§ PROBLEM DESCRIPTION:
Without changing anything, output the records below.

Records contained in a dataset
use std::collections::HashMap;
use std::path::PathBuf;

use rusqlite::{params, Connection, OptionalExtension};
use serde::de::DeserializeOwned;
use serde::Serialize;

use crate::error::Result;

/// Persisted state keys. All values are JSON strings; see the repository
/// layer in `services::lifecycle` and `services::ingest` for the shapes.
pub const KEY_FINANCE_ALERTS: &str = "financeAlerts";
pub const KEY_ALERT_HISTORY: &str = "alertHistory";
pub const KEY_REVIEWED_ITEMS: &str = "reviewedItems";
pub const KEY_UPLOAD_HISTORY: &str = "uploadHistory";
pub const KEY_CPU_UPLOAD_HISTORY: &str = "cpuDataUploadHistory";

/// Pluggable backing store for lifecycle and history state. Values are
/// opaque JSON strings keyed by the constants above.
pub trait StateBackend {
    fn get(&self, key: &str) -> Result<Option<String>>;
    fn set(&mut self, key: &str, value: &str) -> Result<()>;
    fn delete(&mut self, key: &str) -> Result<()>;
}

pub fn read_json<B: StateBackend + ?Sized, T: DeserializeOwned + Default>(
    backend: &B,
    key: &str,
) -> Result<T> {
    match backend.get(key)? {
        Some(raw) => Ok(serde_json::from_str(&raw)?),
        None => Ok(T::default()),
    }
}

pub fn write_json<B: StateBackend + ?Sized, T: Serialize>(
    backend: &mut B,
    key: &str,
    value: &T,
) -> Result<()> {
    backend.set(key, &serde_json::to_string(value)?)
}

/// In-memory backend for tests and previews.
#[derive(Debug, Default)]
pub struct MemoryBackend {
    entries: HashMap<String, String>,
}

impl MemoryBackend {
    pub fn new() -> Self {
        Self::default()
    }
}

impl StateBackend for MemoryBackend {
    fn get(&self, key: &str) -> Result<Option<String>> {
        Ok(self.entries.get(key).cloned())
    }

    fn set(&mut self, key: &str, value: &str) -> Result<()> {
        self.entries.insert(key.to_string(), value.to_string());
        Ok(())
    }

    fn delete(&mut self, key: &str) -> Result<()> {
        self.entries.remove(key);
        Ok(())
    }
}

/// Embedded SQLite backend for production use.
pub struct SqliteBackend {
    conn: Connection,
}

impl SqliteBackend {
    pub fn new(db_path: PathBuf) -> Result<Self> {
        let conn = Connection::open(db_path)?;
        let mut backend = SqliteBackend { conn };
        backend.run_migrations()?;
        Ok(backend)
    }

    pub fn open_in_memory() -> Result<Self> {
        let conn = Connection::open_in_memory()?;
        let mut backend = SqliteBackend { conn };
        backend.run_migrations()?;
        Ok(backend)
    }

    fn run_migrations(&mut self) -> Result<()> {
        self.conn.execute_batch(
            "CREATE TABLE IF NOT EXISTS schema_migrations (
                name TEXT PRIMARY KEY,
                applied_at TEXT NOT NULL
            );",
        )?;

        let migrations = vec![(
            "001_create_app_state.sql",
            "CREATE TABLE IF NOT EXISTS app_state (
                key TEXT PRIMARY KEY,
                value TEXT NOT NULL,
                updated_at TEXT NOT NULL
            );",
        )];

        for (name, sql) in migrations {
            let applied: Option<String> = self
                .conn
                .query_row(
                    "SELECT name FROM schema_migrations WHERE name = ?1",
                    params![name],
                    |row| row.get(0),
                )
                .optional()?;

            if applied.is_none() {
                let tx = self.conn.transaction()?;
                tx.execute_batch(sql)?;
                tx.execute(
                    "INSERT INTO schema_migrations (name, applied_at) VALUES (?1, datetime('now'))",
                    params![name],
                )?;
                tx.commit()?;
            }
        }

        Ok(())
    }
}

impl StateBackend for SqliteBackend {
    fn get(&self, key: &str) -> Result<Option<String>> {
        let mut stmt = self
            .conn
            .prepare("SELECT value FROM app_state WHERE key = ?1")?;
        Ok(stmt.query_row(params![key], |row| row.get(0)).optional()?)
    }

    fn set(&mut self, key: &str, value: &str) -> Result<()> {
        self.conn.execute(
            "INSERT OR REPLACE INTO app_state (key, value, updated_at) VALUES (?1, ?2, datetime('now'))",
            params![key, value],
        )?;
        Ok(())
    }

    fn delete(&mut self, key: &str) -> Result<()> {
        self.conn
            .execute("DELETE FROM app_state WHERE key = ?1", params![key])?;
        Ok(())
    }
}

#[cfg(test)]
mod tests {
    use super::*;

    fn roundtrip(backend: &mut dyn StateBackend) {
        assert_eq!(backend.get("missing").unwrap(), None);
        backend.set("k", "{\"a\":1}").unwrap();
        assert_eq!(backend.get("k").unwrap().as_deref(), Some("{\"a\":1}"));
        backend.set("k", "{\"a\":2}").unwrap();
        assert_eq!(backend.get("k").unwrap().as_deref(), Some("{\"a\":2}"));
        backend.delete("k").unwrap();
        assert_eq!(backend.get("k").unwrap(), None);
        // deleting an absent key is a no-op
        backend.delete("k").unwrap();
    }

    #[test]
    fn memory_backend_roundtrip() {
        let mut backend = MemoryBackend::new();
        roundtrip(&mut backend);
    }

    #[test]
    fn sqlite_backend_roundtrip() {
        let mut backend = SqliteBackend::open_in_memory().unwrap();
        roundtrip(&mut backend);
    }

    #[test]
    fn sqlite_backend_persists_across_connections() {
        let dir = tempfile::tempdir().unwrap();
        let path = dir.path().join("state.sqlite");

        {
            let mut backend = SqliteBackend::new(path.clone()).unwrap();
            backend.set(KEY_FINANCE_ALERTS, "{}").unwrap();
        }

        let backend = SqliteBackend::new(path).unwrap();
        assert_eq!(
            backend.get(KEY_FINANCE_ALERTS).unwrap().as_deref(),
            Some("{}")
        );
    }

    #[test]
    fn typed_read_defaults_when_absent() {
        let backend = MemoryBackend::new();
        let map: HashMap<String, String> = read_json(&backend, KEY_REVIEWED_ITEMS).unwrap();
        assert!(map.is_empty());
    }
}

§ RESPONSE TO THIS TASK:
use std::collections::HashMap;
use std::path::PathBuf;

use rusqlite::{params, Connection, OptionalExtension};
use serde::de::DeserializeOwned;
use serde::Serialize;

use crate::error::Result;

/// Persisted state keys. All values are JSON strings; see the repository
/// layer in `services::lifecycle` and `services::ingest` for the shapes.
pub const KEY_FINANCE_ALERTS: &str = "financeAlerts";
pub const KEY_ALERT_HISTORY: &str = "alertHistory";
pub const KEY_REVIEWED_ITEMS: &str = "reviewedItems";
pub const KEY_UPLOAD_HISTORY: &str = "uploadHistory";
pub const KEY_CPU_UPLOAD_HISTORY: &str = "cpuDataUploadHistory";

/// Pluggable backing store for lifecycle and history state. Values are
/// opaque JSON strings keyed by the constants above.
pub trait StateBackend {
    fn get(&self, key: &str) -> Result<Option<String>>;
    fn set(&mut self, key: &str, value: &str) -> Result<()>;
    fn delete(&mut self, key: &str) -> Result<()>;
}

pub fn read_json<B: StateBackend + ?Sized, T: DeserializeOwned + Default>(
    backend: &B,
    key: &str,
) -> Result<T> {
    match backend.get(key)? {
        Some(raw) => Ok(serde_json::from_str(&raw)?),
        None => Ok(T::default()),
    }
}

pub fn write_json<B: StateBackend + ?Sized, T: Serialize>(
    backend: &mut B,
    key: &str,
    value: &T,
) -> Result<()> {
    backend.set(key, &serde_json::to_string(value)?)
}

/// In-memory backend for tests and previews.
#[derive(Debug, Default)]
pub struct MemoryBackend {
    entries: HashMap<String, String>,
}

impl MemoryBackend {
    pub fn new() -> Self {
        Self::default()
    }
}

impl StateBackend for MemoryBackend {
    fn get(&self, key: &str) -> Result<Option<String>> {
        Ok(self.entries.get(key).cloned())
    }

    fn set(&mut self, key: &str, value: &str) -> Result<()> {
        self.entries.insert(key.to_string(), value.to_string());
        Ok(())
    }

    fn delete(&mut self, key: &str) -> Result<()> {
        self.entries.remove(key);
        Ok(())
    }
}

/// Embedded SQLite backend for production use.
pub struct SqliteBackend {
    conn: Connection,
}

impl SqliteBackend {
    pub fn new(db_path: PathBuf) -> Result<Self> {
        let conn = Connection::open(db_path)?;
        let mut backend = SqliteBackend { conn };
        backend.run_migrations()?;
        Ok(backend)
    }

    pub fn open_in_memory() -> Result<Self> {
        let conn = Connection::open_in_memory()?;
        let mut backend = SqliteBackend { conn };
        backend.run_migrations()?;
        Ok(backend)
    }

    fn run_migrations(&mut self) -> Result<()> {
        self.conn.execute_batch(
            "CREATE TABLE IF NOT EXISTS schema_migrations (
                name TEXT PRIMARY KEY,
                applied_at TEXT NOT NULL
            );",
        )?;

        let migrations = vec![(
            "001_create_app_state.sql",
            "CREATE TABLE IF NOT EXISTS app_state (
                key TEXT PRIMARY KEY,
                value TEXT NOT NULL,
                updated_at TEXT NOT NULL
            );",
        )];

        for (name, sql) in migrations {
            let applied: Option<String> = self
                .conn
                .query_row(
                    "SELECT name FROM schema_migrations WHERE name = ?1",
                    params![name],
                    |row| row.get(0),
                )
                .optional()?;

            if applied.is_none() {
                let tx = self.conn.transaction()?;
                tx.execute_batch(sql)?;
                tx.execute(
                    "INSERT INTO schema_migrations (name, applied_at) VALUES (?1, datetime('now'))",
                    params![name],
                )?;
                tx.commit()?;
            }
        }

        Ok(())
    }
}

impl StateBackend for SqliteBackend {
    fn get(&self, key: &str) -> Result<Option<String>> {
        let mut stmt = self
            .conn
            .prepare("SELECT value FROM app_state WHERE key = ?1")?;
        Ok(stmt.query_row(params![key], |row| row.get(0)).optional()?)
    }

    fn set(&mut self, key: &str, value: &str) -> Result<()> {
        self.conn.execute(
            "INSERT OR REPLACE INTO app_state (key, value, updated_at) VALUES (?1, ?2, datetime('now'))",
            params![key, value],
        )?;
        Ok(())
    }

    fn delete(&mut self, key: &str) -> Result<()> {
        self.conn
            .execute("DELETE FROM app_state WHERE key = ?1", params![key])?;
        Ok(())
    }
}

#[cfg(test)]
mod tests {
    use super::*;

    fn roundtrip(backend: &mut dyn StateBackend) {
        assert_eq!(backend.get("missing").unwrap(), None);
        backend.set("k", "{\"a\":1}").unwrap();
        assert_eq!(backend.get("k").unwrap().as_deref(), Some("{\"a\":1}"));
        backend.set("k", "{\"a\":2}").unwrap();
        assert_eq!(backend.get("k").unwrap().as_deref(), Some("{\"a\":2}"));
        backend.delete("k").unwrap();
        assert_eq!(backend.get("k").unwrap(), None);
        // deleting an absent key is a no-op
        backend.delete("k").unwrap();
    }

    #[test]
    fn memory_backend_roundtrip() {
        let mut backend = MemoryBackend::new();
        roundtrip(&mut backend);
    }

    #[test]
    fn sqlite_backend_roundtrip() {
        let mut backend = SqliteBackend::open_in_memory().unwrap();
        roundtrip(&mut backend);
    }

    #[test]
    fn sqlite_backend_persists_across_connections() {
        let dir = tempfile::tempdir().unwrap();
        let path = dir.path().join("state.sqlite");

        {
            let mut backend = SqliteBackend::new(path.clone()).unwrap();
            backend.set(KEY_FINANCE_ALERTS, "{}").unwrap();
        }

        let backend = SqliteBackend::new(path).unwrap();
        assert_eq!(
            backend.get(KEY_FINANCE_ALERTS).unwrap().as_deref(),
            Some("{}")
        );
    }

    #[test]
    fn typed_read_defaults_when_absent() {
        let backend = MemoryBackend::new();
        let map: HashMap<String, String> = read_json(&backend, KEY_REVIEWED_ITEMS).unwrap();
        assert!(map.is_empty());
    }
}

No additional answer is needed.